Collected data:

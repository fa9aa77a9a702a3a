//! Decision trace published for the rules page.
//!
//! A single rolling slot: each decision overwrites the previous one.
//! Consecutive duplicates (same action, host, rule and detail) are dropped
//! so bursts of navigation events don't churn storage.

use crate::store::{keys, StorageItem, Store};
use parking_lot::Mutex;
use serde::{Deserialize, Serialize};
use std::sync::Arc;
use tracing::{debug, warn};

pub const DEBUG_ITEM: StorageItem<DebugEvent> = StorageItem::new(keys::DEBUG);

/// Decision taken for a navigation
#[derive(Debug, Clone, Copy, PartialEq, Eq, Serialize, Deserialize)]
#[serde(rename_all = "kebab-case")]
pub enum DebugAction {
    /// No enabled rules at all
    NoRules,
    /// Rules exist but none matched
    NoRule,
    /// A rule matched, resolution follows
    Match,
    Connect,
    Disconnect,
    Skip,
    Error,
}

impl DebugAction {
    pub fn as_str(&self) -> &'static str {
        match self {
            DebugAction::NoRules => "no-rules",
            DebugAction::NoRule => "no-rule",
            DebugAction::Match => "match",
            DebugAction::Connect => "connect",
            DebugAction::Disconnect => "disconnect",
            DebugAction::Skip => "skip",
            DebugAction::Error => "error",
        }
    }
}

#[derive(Debug, Clone, PartialEq, Eq, Serialize, Deserialize)]
#[serde(rename_all = "camelCase")]
pub struct DebugEvent {
    pub time: u64,
    /// Visited host and path
    #[serde(default, skip_serializing_if = "Option::is_none")]
    pub host: Option<String>,
    #[serde(default, skip_serializing_if = "Option::is_none")]
    pub rule_id: Option<String>,
    /// Matched rule's host and path
    #[serde(default, skip_serializing_if = "Option::is_none")]
    pub rule_host: Option<String>,
    /// `"type:label"`
    #[serde(default, skip_serializing_if = "Option::is_none")]
    pub target: Option<String>,
    pub action: DebugAction,
    #[serde(default, skip_serializing_if = "Option::is_none")]
    pub detail: Option<String>,
}

impl DebugEvent {
    pub fn new(time: u64, action: DebugAction) -> Self {
        Self {
            time,
            host: None,
            rule_id: None,
            rule_host: None,
            target: None,
            action,
            detail: None,
        }
    }

    pub fn host(mut self, host: impl Into<String>) -> Self {
        self.host = Some(host.into());
        self
    }

    pub fn rule(
        mut self,
        rule_id: impl Into<String>,
        rule_host: impl Into<String>,
        target: impl Into<String>,
    ) -> Self {
        self.rule_id = Some(rule_id.into());
        self.rule_host = Some(rule_host.into());
        self.target = Some(target.into());
        self
    }

    pub fn detail(mut self, detail: impl Into<String>) -> Self {
        self.detail = Some(detail.into());
        self
    }

    fn dedup_key(&self) -> String {
        format!(
            "{}|{}|{}|{}",
            self.action.as_str(),
            self.host.as_deref().unwrap_or(""),
            self.rule_id.as_deref().unwrap_or(""),
            self.detail.as_deref().unwrap_or("")
        )
    }
}

/// Publisher for [`DebugEvent`]s
pub struct DebugEventBus {
    store: Arc<dyn Store>,
    last_key: Mutex<Option<String>>,
}

impl DebugEventBus {
    pub fn new(store: Arc<dyn Store>) -> Self {
        Self {
            store,
            last_key: Mutex::new(None),
        }
    }

    /// Publish `event` unless it repeats the last stored one.
    /// Returns whether it was written.
    pub fn publish(&self, event: DebugEvent) -> bool {
        let key = event.dedup_key();
        if self.last_key.lock().as_deref() == Some(key.as_str()) {
            return false;
        }

        debug!(
            action = event.action.as_str(),
            host = event.host.as_deref().unwrap_or(""),
            rule = event.rule_id.as_deref().unwrap_or(""),
            detail = event.detail.as_deref().unwrap_or(""),
            "swift decision"
        );

        if let Err(e) = DEBUG_ITEM.set(self.store.as_ref(), &event) {
            warn!("Failed to store debug event: {}", e);
            return false;
        }
        *self.last_key.lock() = Some(key);
        true
    }

    /// Last stored event
    pub fn latest(&self) -> Option<DebugEvent> {
        DEBUG_ITEM.get(self.store.as_ref()).ok().flatten()
    }
}

#[cfg(test)]
mod tests {
    use super::*;
    use crate::store::testing::FlakyStore;
    use crate::store::MemoryStore;

    #[test]
    fn test_consecutive_duplicates_dropped() {
        let bus = DebugEventBus::new(Arc::new(MemoryStore::new()));

        assert!(bus.publish(DebugEvent::new(1, DebugAction::NoRule).host("a.com")));
        assert!(!bus.publish(DebugEvent::new(2, DebugAction::NoRule).host("a.com")));
        assert_eq!(bus.latest().unwrap().time, 1);

        assert!(bus.publish(DebugEvent::new(3, DebugAction::NoRule).host("b.com")));
        assert!(bus.publish(DebugEvent::new(4, DebugAction::NoRule).host("a.com")));
        assert_eq!(bus.latest().unwrap().time, 4);
    }

    #[test]
    fn test_detail_and_rule_part_of_key() {
        let bus = DebugEventBus::new(Arc::new(MemoryStore::new()));

        assert!(bus.publish(DebugEvent::new(1, DebugAction::Skip).host("a.com").detail("x")));
        assert!(bus.publish(DebugEvent::new(2, DebugAction::Skip).host("a.com").detail("y")));
        assert!(bus.publish(
            DebugEvent::new(3, DebugAction::Skip).host("a.com").detail("y").rule("r1", "a.com", "server:S1")
        ));
    }

    #[test]
    fn test_json_layout() {
        let event = DebugEvent::new(5, DebugAction::NoRules).host("a.com");
        let json = serde_json::to_value(&event).unwrap();
        assert_eq!(json, serde_json::json!({"time": 5, "host": "a.com", "action": "no-rules"}));
    }

    #[test]
    fn test_failed_write_is_retried() {
        let store = Arc::new(FlakyStore::new());
        let bus = DebugEventBus::new(store.clone());

        store.fail_writes(keys::DEBUG);
        assert!(!bus.publish(DebugEvent::new(1, DebugAction::NoRule).host("a.com")));
        assert_eq!(bus.latest(), None);

        store.heal(keys::DEBUG);
        assert!(bus.publish(DebugEvent::new(2, DebugAction::NoRule).host("a.com")));
        assert_eq!(bus.latest().unwrap().time, 2);
    }
}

Assignment:
When you reach the line holding "use crate::store::testing::FlakyStore;" in the records above, begin reproducing exactly, stop after the line holding "assert_eq!(bus.latest().unwrap().time, 1);", and output nothing else.

Task answer:
    use crate::store::testing::FlakyStore;
    use crate::store::MemoryStore;

    #[test]
    fn test_consecutive_duplicates_dropped() {
        let bus = DebugEventBus::new(Arc::new(MemoryStore::new()));

        assert!(bus.publish(DebugEvent::new(1, DebugAction::NoRule).host("a.com")));
        assert!(!bus.publish(DebugEvent::new(2, DebugAction::NoRule).host("a.com")));
        assert_eq!(bus.latest().unwrap().time, 1);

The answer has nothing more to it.